# Tables With Many DQ Failures

> Some tables have never once passed QA.

Canonical URL: <https://datadriven.io/problems/tables_with_many_dq_failures>

Domain: SQL · Difficulty: medium · Seniority: L3

## Problem

Our data quality checks table logs pass/fail results per table. Find tables with three or more failed checks, count their total failures, and rank sorted from most failures to least.

## Worked solution and explanation

### Why this problem exists in real interviews

This tests whether a candidate can demonstrate filtering groups after aggregation. This pattern appears frequently in mid-level SQL rounds where interviewers want to see structured thinking.

---

### Break down the requirements

#### Step 1: Apply the WHERE filter

Filter rows before any aggregation. This ensures only qualifying data enters the computation, keeping the result correct and the scan minimal.

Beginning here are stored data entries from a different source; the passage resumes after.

use cellpad_engine::{SheetDisplay, SheetEngine};

use super::EditMode;

/// Everything the rendering layer shows, read from the engine in one pass.
///
/// A snapshot is never patched: each refresh builds a new one from scratch,
/// and it is only published if every query succeeded.
#[derive(Clone, Debug, PartialEq, Eq)]
pub struct DisplaySnapshot {
    /// Formula text of the working cell
    pub formula: String,
    /// Computed result of the working cell
    pub result: String,
    /// Human-readable edit status
    pub status: String,
    /// Display text of every cell
    pub cells: SheetDisplay,
    /// Label of the working cell
    pub current_cell: String,
    /// Edit mode read in the same pass
    pub mode: EditMode,
    /// Incremented on every successful refresh
    pub revision: u64,
}

impl DisplaySnapshot {
    /// Query the engine in display order:
    /// formula, result, status, grid, working cell, edit status.
    pub(crate) fn fetch<E: SheetEngine + ?Sized>(
        engine: &E,
        revision: u64,
    ) -> cellpad_engine::Result<Self> {
        let formula = engine.formula_string()?;
        let result = engine.result_string()?;
        let status = engine.edit_status_string()?;
        let cells = engine.sheet_display()?;
        let current_cell = engine.working_cell_label()?;
        let mode = EditMode::from_status(engine.edit_status()?);
        Ok(DisplaySnapshot {
            formula,
            result,
            status,
            cells,
            current_cell,
            mode,
            revision,
        })
    }

    pub fn is_editing(&self) -> bool {
        self.mode.is_editing()
    }
}
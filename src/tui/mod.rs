//! Terminal front end.

mod app;
mod input;
mod keymap;
mod ui;

pub use app::{App, Engine};
pub use keymap::Keymap;

use crate::error::Result;
use crossterm::event::{DisableMouseCapture, EnableMouseCapture};
use crossterm::execute;
use std::io;

/// Take over the terminal and run until the user quits.
pub fn run(app: &mut App) -> Result<()> {
    let mut terminal = ratatui::try_init()?;
    let result = execute!(io::stdout(), EnableMouseCapture)
        .and_then(|()| input::run_app(&mut terminal, app));
    let _ = execute!(io::stdout(), DisableMouseCapture);
    ratatui::restore();
    result?;
    Ok(())
}
//! Tracing subscriber setup.
//!
//! The filter comes from `CELLPAD_LOG` (e.g. `CELLPAD_LOG=cellpad_core=debug`),
//! defaulting to `warn`.

use crate::error::{CellpadError, Result};
use std::fs::OpenOptions;
use std::path::PathBuf;
use std::sync::Mutex;
use tracing_subscriber::EnvFilter;

pub const LOG_ENV: &str = "CELLPAD_LOG";
const DEFAULT_FILTER: &str = "warn";

/// Where log lines go.
#[derive(Clone, Debug, PartialEq, Eq)]
pub enum LogTarget {
    /// Drop everything (the TUI owns the terminal).
    Off,
    Stderr,
    /// Append to a file.
    File(PathBuf),
}

pub fn init(target: LogTarget) -> Result<()> {
    let filter =
        EnvFilter::try_from_env(LOG_ENV).unwrap_or_else(|_| EnvFilter::new(DEFAULT_FILTER));
    let builder = tracing_subscriber::fmt()
        .with_env_filter(filter)
        .with_target(true);

    let installed = match target {
        LogTarget::Off => return Ok(()),
        LogTarget::Stderr => builder.with_writer(std::io::stderr).try_init(),
        LogTarget::File(path) => {
            let file = OpenOptions::new().create(true).append(true).open(&path)?;
            builder
                .with_ansi(false)
                .with_writer(Mutex::new(file))
                .try_init()
        }
    };
    installed.map_err(|err| CellpadError::Logging(err.to_string()))
}
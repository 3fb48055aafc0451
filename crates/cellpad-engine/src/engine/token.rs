//! Formula token classification and rendering.

use super::CellRef;

/// What a single formula token stands for.
#[derive(Clone, Copy, Debug, PartialEq, Eq)]
pub enum TokenKind {
    /// A digit run or decimal point (a fragment of a number literal).
    Number,
    /// One of `+ - * /`.
    Operator,
    LeftParen,
    RightParen,
    /// An A1-style reference.
    Cell(CellRef),
    /// Anything the reference engine cannot evaluate.
    Other,
}

impl TokenKind {
    pub fn classify(token: &str) -> TokenKind {
        match token {
            "+" | "-" | "*" | "/" => TokenKind::Operator,
            "(" => TokenKind::LeftParen,
            ")" => TokenKind::RightParen,
            t if !t.is_empty() && t.chars().all(|c| c.is_ascii_digit() || c == '.') => {
                TokenKind::Number
            }
            t => CellRef::parse(t).map_or(TokenKind::Other, TokenKind::Cell),
        }
    }
}

/// Render a token list for the formula bar.
///
/// Tokens are separated by single spaces, except that adjacent number
/// fragments are glued (`["1", "2", "+", "3"]` renders as `12 + 3`).
pub fn render_formula(tokens: &[String]) -> String {
    let mut out = String::new();
    let mut prev_number = false;
    for token in tokens {
        let is_number = TokenKind::classify(token) == TokenKind::Number;
        if !out.is_empty() && !(prev_number && is_number) {
            out.push(' ');
        }
        out.push_str(token);
        prev_number = is_number;
    }
    out
}
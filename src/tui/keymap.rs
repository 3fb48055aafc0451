//! Keymap translation layer.
//!
//! Keys are translated into [`AppAction`]s, which the app turns into
//! editor actions or local cursor movement. Built-in bindings can be
//! overridden from the `[keys]` table of the config file.

use cellpad_core::Command;
use crossterm::event::{KeyCode, KeyEvent, KeyModifiers};
use std::collections::HashMap;

const MAX_KEY_OVERRIDES: usize = 256;
const KEYPAD_TOKENS: &str = "0123456789.+-*/()";

/// Actions that can be triggered by key presses.
#[derive(Clone, Debug, PartialEq, Eq)]
pub enum AppAction {
    /// Press a number/operator/parenthesis button with this label.
    Button(String),
    /// Run a formula command.
    Command(Command),
    /// Click the cell under the keyboard cursor.
    ClickCursor,
    /// Move the keyboard cursor by (dx, dy).
    Move(i32, i32),
    Quit,
}

#[derive(Clone, Debug, PartialEq, Eq)]
pub struct KeyCombo {
    pub code: KeyCode,
    pub modifiers: KeyModifiers,
}

impl KeyCombo {
    fn plain(code: KeyCode) -> Self {
        KeyCombo {
            code,
            modifiers: KeyModifiers::empty(),
        }
    }

    fn matches(&self, key: KeyEvent) -> bool {
        if self.code != key.code {
            return false;
        }
        if self.modifiers.is_empty() {
            return true;
        }
        key.modifiers.contains(self.modifiers)
    }

    pub fn display(&self) -> String {
        let mut parts: Vec<&str> = Vec::new();
        if self.modifiers.contains(KeyModifiers::CONTROL) {
            parts.push("C");
        }
        if self.modifiers.contains(KeyModifiers::ALT) {
            parts.push("M");
        }
        if self.modifiers.contains(KeyModifiers::SHIFT) {
            parts.push("S");
        }
        let key = match self.code {
            KeyCode::Backspace => "Backspace".to_string(),
            KeyCode::Enter => "Enter".to_string(),
            KeyCode::Left => "Left".to_string(),
            KeyCode::Right => "Right".to_string(),
            KeyCode::Up => "Up".to_string(),
            KeyCode::Down => "Down".to_string(),
            KeyCode::Tab => "Tab".to_string(),
            KeyCode::Delete => "Delete".to_string(),
            KeyCode::Esc => "Esc".to_string(),
            KeyCode::Char(' ') => "Space".to_string(),
            KeyCode::Char(c) => c.to_string(),
            _ => "Unknown".to_string(),
        };
        if parts.is_empty() {
            key
        } else {
            format!("{}-{}", parts.join("-"), key)
        }
    }
}

#[derive(Clone, Debug, PartialEq, Eq)]
pub struct Binding {
    pub combo: KeyCombo,
    pub action: AppAction,
}

/// The active set of key bindings.
#[derive(Clone, Debug, PartialEq, Eq)]
pub struct Keymap {
    bindings: Vec<Binding>,
}

impl Default for Keymap {
    fn default() -> Self {
        let mut bindings = Vec::new();
        let mut bind = |code: KeyCode, action: AppAction| {
            bindings.push(Binding {
                combo: KeyCombo::plain(code),
                action,
            })
        };

        for c in KEYPAD_TOKENS.chars() {
            bind(KeyCode::Char(c), AppAction::Button(c.to_string()));
        }

        bind(KeyCode::Left, AppAction::Move(-1, 0));
        bind(KeyCode::Char('h'), AppAction::Move(-1, 0));
        bind(KeyCode::Right, AppAction::Move(1, 0));
        bind(KeyCode::Char('l'), AppAction::Move(1, 0));
        bind(KeyCode::Up, AppAction::Move(0, -1));
        bind(KeyCode::Char('k'), AppAction::Move(0, -1));
        bind(KeyCode::Down, AppAction::Move(0, 1));
        bind(KeyCode::Char('j'), AppAction::Move(0, 1));

        bind(KeyCode::Enter, AppAction::ClickCursor);
        bind(KeyCode::Char(' '), AppAction::ClickCursor);
        bind(KeyCode::Tab, AppAction::Command(Command::EditToggle));
        bind(KeyCode::Char('e'), AppAction::Command(Command::EditToggle));
        bind(KeyCode::Backspace, AppAction::Command(Command::Clear));
        bind(KeyCode::Delete, AppAction::Command(Command::AllClear));
        bind(KeyCode::Char('x'), AppAction::Command(Command::AllClear));
        bind(KeyCode::Char('q'), AppAction::Quit);
        bind(KeyCode::Esc, AppAction::Quit);

        bindings.push(Binding {
            combo: KeyCombo {
                code: KeyCode::Char('c'),
                modifiers: KeyModifiers::CONTROL,
            },
            action: AppAction::Quit,
        });

        Keymap { bindings }
    }
}

impl Keymap {
    /// Built-in bindings with user overrides applied on top.
    pub fn with_overrides(overrides: &HashMap<String, String>) -> (Keymap, Vec<String>) {
        let mut keymap = Keymap::default();
        let mut warnings = Vec::new();

        if overrides.len() > MAX_KEY_OVERRIDES {
            warnings.push(format!(
                "Too many key bindings: {} (max {})",
                overrides.len(),
                MAX_KEY_OVERRIDES
            ));
            return (keymap, warnings);
        }

        let mut entries: Vec<(&String, &String)> = overrides.iter().collect();
        entries.sort();
        for (combo_str, action_str) in entries {
            match (parse_key_combo(combo_str), action_from_str(action_str)) {
                (Ok(combo), Some(action)) => keymap.bind(combo, action),
                (Ok(_), None) => warnings.push(format!(
                    "Invalid action '{}' for key '{}'",
                    action_str, combo_str
                )),
                (Err(err), _) => {
                    warnings.push(format!("Invalid key '{}': {}", combo_str, err))
                }
            }
        }
        (keymap, warnings)
    }

    /// Bind a combo, replacing any existing binding for it.
    pub fn bind(&mut self, combo: KeyCombo, action: AppAction) {
        match self.bindings.iter_mut().find(|b| b.combo == combo) {
            Some(binding) => binding.action = action,
            None => self.bindings.push(Binding { combo, action }),
        }
    }

    /// Translate a key event. Bindings with modifiers take precedence.
    pub fn translate(&self, key: KeyEvent) -> Option<AppAction> {
        self.bindings
            .iter()
            .filter(|binding| !binding.combo.modifiers.is_empty())
            .find(|binding| binding.combo.matches(key))
            .or_else(|| {
                self.bindings
                    .iter()
                    .filter(|binding| binding.combo.modifiers.is_empty())
                    .find(|binding| binding.combo.matches(key))
            })
            .map(|binding| binding.action.clone())
    }

    /// First key bound to an action, for hints.
    pub fn key_for(&self, action: &AppAction) -> Option<String> {
        self.bindings
            .iter()
            .find(|binding| &binding.action == action)
            .map(|binding| binding.combo.display())
    }
}

fn parse_key_combo(input: &str) -> Result<KeyCombo, String> {
    let trimmed = input.trim();
    if trimmed.is_empty() {
        return Err("empty key".to_string());
    }
    if let Some(ch) = parse_single_char(trimmed) {
        return Ok(KeyCombo::plain(KeyCode::Char(ch)));
    }

    let (mods, key_part) = if !trimmed.contains('-') {
        (KeyModifiers::empty(), trimmed)
    } else if let Some(mod_str) = trimmed.strip_suffix('-') {
        let mod_str = mod_str.trim_end_matches('-');
        if mod_str.is_empty() {
            return Err("missing modifier before '-'".to_string());
        }
        (parse_modifiers(mod_str)?, "-")
    } else {
        let mut split = trimmed.rsplitn(2, '-');
        let key_part = split.next().ok_or_else(|| "empty key".to_string())?;
        let mod_str = split.next().unwrap_or_default();
        (parse_modifiers(mod_str)?, key_part)
    };

    Ok(KeyCombo {
        code: parse_key_code(key_part)?,
        modifiers: mods,
    })
}

fn parse_modifiers(input: &str) -> Result<KeyModifiers, String> {
    let mut modifiers = KeyModifiers::empty();
    for part in input.split('-') {
        let raw = part.trim();
        if raw.is_empty() {
            return Err("empty modifier segment".to_string());
        }
        let flag = match raw.to_ascii_lowercase().as_str() {
            "c" | "ctrl" | "control" => KeyModifiers::CONTROL,
            "m" | "alt" | "meta" => KeyModifiers::ALT,
            "s" | "shift" => KeyModifiers::SHIFT,
            _ => return Err(format!("unknown modifier '{}'", raw)),
        };
        if modifiers.contains(flag) {
            return Err(format!("duplicate modifier '{}'", raw));
        }
        modifiers.insert(flag);
    }
    Ok(modifiers)
}

fn parse_key_code(input: &str) -> Result<KeyCode, String> {
    let trimmed = input.trim();
    if let Some(ch) = parse_single_char(trimmed) {
        return Ok(KeyCode::Char(ch));
    }
    match trimmed.to_ascii_lowercase().as_str() {
        "enter" => Ok(KeyCode::Enter),
        "esc" | "escape" => Ok(KeyCode::Esc),
        "backspace" => Ok(KeyCode::Backspace),
        "delete" => Ok(KeyCode::Delete),
        "tab" => Ok(KeyCode::Tab),
        "left" => Ok(KeyCode::Left),
        "right" => Ok(KeyCode::Right),
        "up" => Ok(KeyCode::Up),
        "down" => Ok(KeyCode::Down),
        "space" | "spc" => Ok(KeyCode::Char(' ')),
        "dash" | "minus" => Ok(KeyCode::Char('-')),
        "plus" => Ok(KeyCode::Char('+')),
        _ => Err(format!("unknown key '{}'", input)),
    }
}

fn parse_single_char(input: &str) -> Option<char> {
    let mut chars = input.chars();
    let ch = chars.next()?;
    chars.next().is_none().then_some(ch)
}

/// Action names accepted in the `[keys]` table.
fn action_from_str(input: &str) -> Option<AppAction> {
    let trimmed = input.trim();
    if let Ok(command) = trimmed.parse::<Command>() {
        return Some(AppAction::Command(command));
    }
    if let Some(label) = trimmed.strip_prefix("key:") {
        return (!label.is_empty()).then(|| AppAction::Button(label.to_string()));
    }
    match trimmed.to_ascii_lowercase().as_str() {
        "click_cell" => Some(AppAction::ClickCursor),
        "move_left" => Some(AppAction::Move(-1, 0)),
        "move_right" => Some(AppAction::Move(1, 0)),
        "move_up" => Some(AppAction::Move(0, -1)),
        "move_down" => Some(AppAction::Move(0, 1)),
        "quit" => Some(AppAction::Quit),
        _ => None,
    }
}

#### Step 2: Aggregate by `dc.tbl_name`

`GROUP BY dc.tbl_name` collapses rows to one per group. The aggregate functions (`SUM`, `COUNT`, `AVG`, etc.) compute the metric for each group.

#### Step 3: Filter groups with HAVING

HAVING applies after GROUP BY, filtering out groups that do not meet the threshold. This cannot be done in WHERE because the aggregate has not been computed yet.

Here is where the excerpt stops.